First, lets set up a hydrogen atom calculation exactly as we would based on the previous tutorials.
Save the following to `Hatom.yaml`:

.. code-block:: yaml

    lattice:
      system:
        name: cubic
        modification: face-centered
        a: 20.  # bohrs

    ions:
      pseudopotentials:
        - SG15/$ID_ONCV_PBE.upf
      coordinates:
        - [H, 0., 0., 0.]

    electrons:
      basis:
        ke-cutoff: 30.0

    checkpoint: null  # disable reading checkpoint
    checkpoint-out: Hatom.h5  # but still create it

and run

.. code-block:: bash

    (qimpy) $ python -m qimpy.dft -i Hatom.yaml | tee Hatom.out

Since there is only one atom, we don't need geometry optimization.
Notice that the final energy F = -0.4601 Hartrees, which is rather different
from the analytical exact energy -0.5 Hartree (= -1 Rydberg = -13.6 eV).
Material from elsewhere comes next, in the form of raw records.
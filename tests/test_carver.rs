
use std::io::Cursor;

use evtxmap::{EventMap, EvtxCarver};
use fixtures::*;
use pretty_assertions::assert_eq;

#[test]
fn test_carves_chunk_embedded_in_raw_stream() {
    ensure_env_logger_initialized();

    let mut chunk_builder = ChunkBuilder::new();
    chunk_builder.add_standard_record(1, FILETIME_2017);
    chunk_builder.add_standard_record(2, FILETIME_2017);

    // No file header, no chunk alignment: a chunk buried in arbitrary bytes.
    let mut blob = vec![0xaa_u8; 1234];
    blob.extend_from_slice(&chunk_builder.finish());
    blob.extend_from_slice(&[0x55_u8; 321]);

    let mut carver = EvtxCarver::from_read_seek(Cursor::new(blob));
    assert_eq!(carver.scan_chunk_offsets(0).unwrap(), vec![1234]);

    let events: Vec<EventMap> = carver.events(0).unwrap().collect();
    let ids: Vec<i64> = events
        .iter()
        .map(|event| event.event_record_id().unwrap())
        .collect();
    assert_eq!(ids, vec![1, 2]);
    assert_eq!(events[0].channel().unwrap(), "TestChannel");
}

#[test]
fn test_carver_skips_false_positives() {
    ensure_env_logger_initialized();

    // A chunk magic with garbage behind it, then a real chunk.
    let mut chunk_builder = ChunkBuilder::new();
    chunk_builder.add_standard_record(9, FILETIME_2017);

    let mut blob = Vec::new();
    blob.extend_from_slice(b"ElfChnk\x00");
    blob.extend_from_slice(&[0xff_u8; 256]);
    blob.extend_from_slice(&chunk_builder.finish());

    let mut carver = EvtxCarver::from_read_seek(Cursor::new(blob));
    let events: Vec<EventMap> = carver.events(0).unwrap().collect();
    let ids: Vec<i64> = events
        .iter()
        .map(|event| event.event_record_id().unwrap())
        .collect();
    assert_eq!(ids, vec![9]);
}

#[test]
fn test_carving_from_an_offset_ignores_earlier_chunks() {
    ensure_env_logger_initialized();

    let mut first = ChunkBuilder::new();
    first.add_standard_record(1, FILETIME_2017);
    let mut second = ChunkBuilder::new();
    second.add_standard_record(2, FILETIME_2017);

    let mut blob = first.finish();
    let second_offset = blob.len() as u64;
    blob.extend_from_slice(&second.finish());

    let mut carver = EvtxCarver::from_read_seek(Cursor::new(blob));
    let events: Vec<EventMap> = carver.events(second_offset).unwrap().collect();
    let ids: Vec<i64> = events
        .iter()
        .map(|event| event.event_record_id().unwrap())
        .collect();
    assert_eq!(ids, vec![2]);
}
use std::fmt::{self, Debug, Display, Write};

use crate::err::DeserializationResult;
use crate::utils::ByteCursor;

/// A Windows GUID. The first three fields are stored little-endian on disk,
/// so reading them as integers yields the canonical byte-swapped rendering.
#[derive(PartialOrd, PartialEq, Eq, Clone, Hash)]
pub struct Guid {
    data1: u32,
    data2: u16,
    data3: u16,
    data4: [u8; 8],
}

impl Guid {
    pub fn new(data1: u32, data2: u16, data3: u16, data4: [u8; 8]) -> Guid {
        Guid {
            data1,
            data2,
            data3,
            data4,
        }
    }

    pub fn nil() -> Guid {
        Guid::new(0, 0, 0, [0; 8])
    }

    pub(crate) fn from_cursor(cursor: &mut ByteCursor<'_>) -> DeserializationResult<Guid> {
        let data1 = cursor.u32_named("guid.data1")?;
        let data2 = cursor.u16_named("guid.data2")?;
        let data3 = cursor.u16_named("guid.data3")?;
        let data4 = cursor.array::<8>("guid.data4")?;
        Ok(Guid::new(data1, data2, data3, data4))
    }
}

impl Display for Guid {
    fn fmt(&self, f: &mut fmt::Formatter<'_>) -> fmt::Result {
        // `format!` would extend the string multiple times, and we know
        // exactly how much space the rendering needs.
        let mut s = String::with_capacity(36);
        write!(
            &mut s,
            "{:08X}-{:04X}-{:04X}-{:02X}{:02X}-{:02X}{:02X}{:02X}{:02X}{:02X}{:02X}",
            self.data1,
            self.data2,
            self.data3,
            self.data4[0],
            self.data4[1],
            self.data4[2],
            self.data4[3],
            self.data4[4],
            self.data4[5],
            self.data4[6],
            self.data4[7]
        )
        .expect("writing to a preallocated buffer cannot fail");
        f.write_str(&s)
    }
}

impl Debug for Guid {
    fn fmt(&self, f: &mut fmt::Formatter<'_>) -> fmt::Result {
        Display::fmt(self, f)
    }
}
The reason for this disrepancy is that, by default, this DFT calculation is spin-unpolarized,
that is it assumes an equal number of up and down spin electrons.
This assumption is correct for the water molecule with a closed shell of 8 valence electrons
that we dealt with so far, but is incorrect for the hydrogen atom which has only one electron.
This electron must be either an up or down spin, so that the magnetization (Nup - Ndn) is +1 or -1.
We can invoke a spin-polarized calculation and specify the magnetization by adding the following
key-value pairs to `Hatom.yaml` and rerun QimPy:

.. code-block:: yaml

    electrons:
        basis:
            ke-cutoff: 30.0
        spin-polarized: yes
        fillings:
            M: 1

Now we find F = -0.4997 Hartrees, in much better agreement with the analytical result.
Check that using magnetization -1 produces exactly the same result.